[Items from a data source]
######
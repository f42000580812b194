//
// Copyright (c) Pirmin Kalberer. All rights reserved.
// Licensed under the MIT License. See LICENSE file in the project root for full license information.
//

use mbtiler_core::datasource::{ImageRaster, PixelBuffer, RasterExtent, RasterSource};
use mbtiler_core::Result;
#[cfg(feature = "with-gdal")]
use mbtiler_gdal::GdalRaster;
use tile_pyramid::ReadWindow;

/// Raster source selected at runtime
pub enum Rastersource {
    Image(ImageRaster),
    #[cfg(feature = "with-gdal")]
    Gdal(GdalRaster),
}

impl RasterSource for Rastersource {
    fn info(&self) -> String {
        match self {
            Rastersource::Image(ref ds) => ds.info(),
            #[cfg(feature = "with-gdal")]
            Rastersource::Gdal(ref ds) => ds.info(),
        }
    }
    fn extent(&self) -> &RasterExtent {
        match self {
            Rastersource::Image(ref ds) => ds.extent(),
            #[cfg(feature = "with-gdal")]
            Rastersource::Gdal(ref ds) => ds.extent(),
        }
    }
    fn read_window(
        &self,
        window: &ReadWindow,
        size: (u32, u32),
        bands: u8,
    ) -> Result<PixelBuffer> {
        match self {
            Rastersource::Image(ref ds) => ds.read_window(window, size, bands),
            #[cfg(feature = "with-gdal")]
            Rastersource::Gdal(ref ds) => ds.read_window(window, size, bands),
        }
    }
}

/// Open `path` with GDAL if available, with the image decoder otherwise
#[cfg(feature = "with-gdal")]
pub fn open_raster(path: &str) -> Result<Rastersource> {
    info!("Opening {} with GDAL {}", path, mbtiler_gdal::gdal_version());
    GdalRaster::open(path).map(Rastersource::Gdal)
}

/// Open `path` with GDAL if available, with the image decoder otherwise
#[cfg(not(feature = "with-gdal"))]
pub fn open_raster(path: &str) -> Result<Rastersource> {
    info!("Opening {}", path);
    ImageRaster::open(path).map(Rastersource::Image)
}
######
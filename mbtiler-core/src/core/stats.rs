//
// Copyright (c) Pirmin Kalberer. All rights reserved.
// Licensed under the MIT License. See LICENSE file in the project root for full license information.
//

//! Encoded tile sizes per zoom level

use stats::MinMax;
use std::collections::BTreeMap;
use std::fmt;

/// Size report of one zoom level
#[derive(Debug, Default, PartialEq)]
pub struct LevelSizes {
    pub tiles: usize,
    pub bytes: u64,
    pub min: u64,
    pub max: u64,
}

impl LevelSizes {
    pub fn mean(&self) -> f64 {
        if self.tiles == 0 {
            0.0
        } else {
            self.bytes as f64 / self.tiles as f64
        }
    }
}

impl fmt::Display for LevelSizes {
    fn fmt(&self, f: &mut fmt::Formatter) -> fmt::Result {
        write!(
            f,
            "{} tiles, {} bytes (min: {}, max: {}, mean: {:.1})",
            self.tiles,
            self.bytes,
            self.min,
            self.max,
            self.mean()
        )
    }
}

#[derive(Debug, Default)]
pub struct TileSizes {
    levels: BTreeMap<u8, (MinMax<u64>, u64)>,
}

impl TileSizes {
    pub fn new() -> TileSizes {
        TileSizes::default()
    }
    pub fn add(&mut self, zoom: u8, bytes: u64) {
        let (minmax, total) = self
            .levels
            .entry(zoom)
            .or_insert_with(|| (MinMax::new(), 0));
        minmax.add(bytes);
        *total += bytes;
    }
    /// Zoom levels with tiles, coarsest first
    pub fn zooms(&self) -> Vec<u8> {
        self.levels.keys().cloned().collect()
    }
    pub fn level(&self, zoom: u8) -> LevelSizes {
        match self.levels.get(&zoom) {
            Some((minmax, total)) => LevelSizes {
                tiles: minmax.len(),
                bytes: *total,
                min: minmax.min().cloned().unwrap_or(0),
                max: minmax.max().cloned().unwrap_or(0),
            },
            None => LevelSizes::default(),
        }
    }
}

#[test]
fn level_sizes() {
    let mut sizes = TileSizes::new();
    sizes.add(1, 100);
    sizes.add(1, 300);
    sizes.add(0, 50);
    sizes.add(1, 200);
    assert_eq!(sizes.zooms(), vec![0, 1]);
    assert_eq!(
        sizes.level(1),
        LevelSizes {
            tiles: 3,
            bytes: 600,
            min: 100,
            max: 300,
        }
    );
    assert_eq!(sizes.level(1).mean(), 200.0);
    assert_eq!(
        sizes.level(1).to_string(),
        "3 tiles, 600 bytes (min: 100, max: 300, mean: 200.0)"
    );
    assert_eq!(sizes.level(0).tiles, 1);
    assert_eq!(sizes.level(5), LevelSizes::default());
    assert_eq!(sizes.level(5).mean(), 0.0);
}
######
Look through the entries above and quote exactly the lines from the line with "repository f42000580812b194" to the line with "fn extent(&self) ->", counting both of those lines.

Answer to this exercise >>
repository f42000580812b194
//
// Copyright (c) Pirmin Kalberer. All rights reserved.
// Licensed under the MIT License. See LICENSE file in the project root for full license information.
//

use mbtiler_core::datasource::{ImageRaster, PixelBuffer, RasterExtent, RasterSource};
use mbtiler_core::Result;
#[cfg(feature = "with-gdal")]
use mbtiler_gdal::GdalRaster;
use tile_pyramid::ReadWindow;

/// Raster source selected at runtime
pub enum Rastersource {
    Image(ImageRaster),
    #[cfg(feature = "with-gdal")]
    Gdal(GdalRaster),
}

impl RasterSource for Rastersource {
    fn info(&self) -> String {
        match self {
            Rastersource::Image(ref ds) => ds.info(),
            #[cfg(feature = "with-gdal")]
            Rastersource::Gdal(ref ds) => ds.info(),
        }
    }
    fn extent(&self) -> &RasterExtent {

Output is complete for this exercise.